The Source of All Blessings

2 1 0
                                    

"No," I said, "I don't believe you. You're wrong, and there's nothing there; you've got a hartebeest or a sitatunga, or something – what you don't have is a moose-giraffe that's been dead for eight thousand years." I tossed the sloppy, smeary internet-to-hand-refilled-Chinese-imitation-laser-printer slice of grainy black-and-white nothing back onto the table, and picked up my coffee again. Girma was lying to me, again, and about something important. Whoever was up in the Bahr el Zeraf, they couldn't be chasing this "shivatherium"; the Sudd was a world apart from the Sahara, but as much as it was, people had been living in the Nile valley and exploring those swamps for a long, long time. Something that big wasn't something they'd just miss. But even so, it might not matter – if he was paying enough, and enough up front, I'd let him tell me to go play game warden on the moon.

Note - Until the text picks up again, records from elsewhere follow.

#[cfg(test)]
mod tests {
    use super::*;
    use std::env;

    #[test]
    fn test_default_config() {
        let config = SupervisorConfig::default();
        assert_eq!(config.supervisor.step_budget, 125);
        assert_eq!(config.supervisor.step_delay_min_ms, 3000);
        assert_eq!(config.supervisor.step_delay_max_ms, 5000);
        assert!(config.supervisor.fail_on_finish_error);
        assert_eq!(config.logging.level, "info");
    }

    #[test]
    fn test_env_override() {
        env::set_var("TASK_SUPERVISOR_STEP_BUDGET", "10");
        env::set_var("TASK_SUPERVISOR_DIRECTORY_URL", "http://dir.example.com");
        env::set_var("TASK_SUPERVISOR_FAIL_ON_FINISH_ERROR", "false");

        let mut config = SupervisorConfig::default();
        config.apply_env_overrides();

        assert_eq!(config.supervisor.step_budget, 10);
        assert_eq!(config.directory.url, "http://dir.example.com");
        assert!(!config.supervisor.fail_on_finish_error);

        env::remove_var("TASK_SUPERVISOR_STEP_BUDGET");
        env::remove_var("TASK_SUPERVISOR_DIRECTORY_URL");
        env::remove_var("TASK_SUPERVISOR_FAIL_ON_FINISH_ERROR");
    }

    #[test]
    fn test_validation_zero_budget() {
        let mut config = SupervisorConfig::default();
        config.supervisor.step_budget = 0;
        assert!(config.validate().is_err());
    }

    #[test]
    fn test_validation_inverted_delay() {
        let mut config = SupervisorConfig::default();
        config.supervisor.step_delay_min_ms = 6000;
        let err = config.validate().unwrap_err();
        assert!(err.to_string().contains("step_delay_min_ms"));
    }

    #[test]
    fn test_validation_zero_timeouts() {
        let mut config = SupervisorConfig::default();
        config.worker.request_timeout_ms = 0;
        let err = config.validate().unwrap_err();
        assert!(err.to_string().contains("request_timeout_ms"));

        let mut config = SupervisorConfig::default();
        config.directory.timeout_ms = 0;
        let err = config.validate().unwrap_err();
        assert!(err.to_string().contains("timeout_ms"));

        let mut config = SupervisorConfig::default();
        config.supervisor.follow_interval_ms = 0;
        assert!(config.validate().is_err());
    }

    #[test]
    fn test_validation_invalid_scheme() {
        let mut config = SupervisorConfig::default();
        config.worker.scheme = "ftp".to_string();
        assert!(config.validate().is_err());
    }

    #[test]
    fn test_validation_invalid_directory_url() {
        let mut config = SupervisorConfig::default();
        config.directory.url = "34.130.234.56".to_string();
        assert!(config.validate().is_err());
    }

    #[test]
    fn test_validation_invalid_log_level() {
        let mut config = SupervisorConfig::default();
        config.logging.level = "invalid".to_string();
        assert!(config.validate().is_err());
    }

    #[test]
    fn test_validation_invalid_rotation() {
        let mut config = SupervisorConfig::default();
        config.logging.rotation = "weekly".to_string();
        let err = config.validate().unwrap_err();
        assert!(err.to_string().contains("rotation"));
    }

    #[test]
    fn test_validation_valid_config() {
        assert!(SupervisorConfig::default().validate().is_ok());
    }

    #[test]
    fn test_path_expansion() {
        let mut config = SupervisorConfig::default();
        config.expand_paths();
        assert!(!config.storage.snapshot_path.contains('~'));
    }

    #[test]
    fn test_runner_config() {
        let mut config = SupervisorConfig::default();
        config.supervisor.step_delay_min_ms = 10;
        config.supervisor.step_delay_max_ms = 20;

        let runner = config.runner_config();
        assert_eq!(runner.step_budget, 125);
        assert_eq!(runner.step_delay_min, Duration::from_millis(10));
        assert_eq!(runner.step_delay_max, Duration::from_millis(20));
        assert_eq!(runner.progress_interval, Duration::from_secs(1));
    }

    #[test]
    fn test_default_config_template_parses() {
        let parsed: SupervisorConfig = toml::from_str(&generate_default_config()).unwrap();
        assert_eq!(parsed.supervisor.step_budget, 125);
        assert!(parsed.validate().is_ok());
    }

    #[test]
    fn test_parse_config_file() {
        let config_str = r#"
[supervisor]
step_budget = 20
step_delay_min_ms = 100
step_delay_max_ms = 200

[worker]
request_timeout_ms = 2500

[storage]
snapshot_path = "/var/lib/task-supervisor/tasks.json"
persist = false

[logging]
level = "debug"
"#;

        let config: SupervisorConfig = toml::from_str(config_str).unwrap();

        assert_eq!(config.supervisor.step_budget, 20);
        assert_eq!(config.supervisor.step_delay_min_ms, 100);
        assert_eq!(config.worker.request_timeout_ms, 2500);
        assert_eq!(config.worker.scheme, "http");
        assert!(!config.storage.persist);
        assert_eq!(config.logging.level, "debug");
    }
}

"Khalil, Khalil," Girma said, rocking back in his chair and rolling the remains of his vodka slushie around in the bottom of his glass, "look, I know things may be different up north now, but surely you can see the real problem: these people here, they thought they had it bad with the white people back during the war and before, but the Saudis now, it's like they're kicking them when they're down. Some sheikh comes in, pays off the local boss, poaches the best game from the Ez Zeraf reserve and doesn't even pay any locals to carry gear or do security, that's going to get the people mad, and it's going to make my job harder. It's hard enough having to be out here and not knowing when the expense reports are going to clear, or when the men are going to get paid, but to do actual operations in the field? Up north? Near your border, where the rebels have tanks? No way. We stay home, no rural trouble to disturb the payments, and the men don't cause trouble.

"And look," he said, pointing at me with the rim of his glass, "there is this thing besides. My wife's cousin Hibaaq, she went to Sweden, and now her daughter Leila is in biology at her university, and has a grant written to look for this thing." He slopped down a heavily-forwarded email, printed on the same streaky printer, and pointed at the .se domain on some of the addresses at the top, smudging it with the tip of his finger. "But the stupid scientists need to get their shots before they come to Africa, and they are still in a cooldown period; if we can stop this hunting party for another week, the Swedes will show up and the Saudis will go home, because more than anything they need to make nice with Europe, pretend they are grown-up people as long as someone in the West is looking. And if we don't, and the Saudis kill the last Sivatherium, we will hear no end of it: South Sudan can't protect its own resources, unstable failed state, what is UNMISS doing, what is the AU-MNF doing, no UN funds until the African Union cleans up its act. And then some old white man with a bowel blockage in the Daily Mail or the Wall Street Journal will suggest going back to colonialism, and things will really get ugly."

I sipped my coffee, not impressed. Was Girma seriously that bad at paying attention? What the hell was South Sudan but a colony – a colony split between Chinese corporations and the American military, which of course were fronts for the Chinese military and American corporations. Near on the whole continent was going that way – and in the parts that weren't, a lot of the time you risked getting shot for stepping on whatever some illiterate beardo decided was haram this week. The frontier up by the Sea of Giraffes combined the worst of both worlds, and if Girma wanted me to go up there and fix his problem, sooner or later he was going to have to give me some money, and not just a long whine about his problems. "I'm hearing a lot of culture," I said, "and not a lot of business. If you've got a job for me, you've got a job for me, and you get paid for doing jobs – I don't have unlimited UN credit at these places like some people, I have to pay my meals cash and carry."

Girma shrugged. "Come on, Khalil, you know we take care of you. Five hundred British pounds up front to take the job, a thousand when it's done."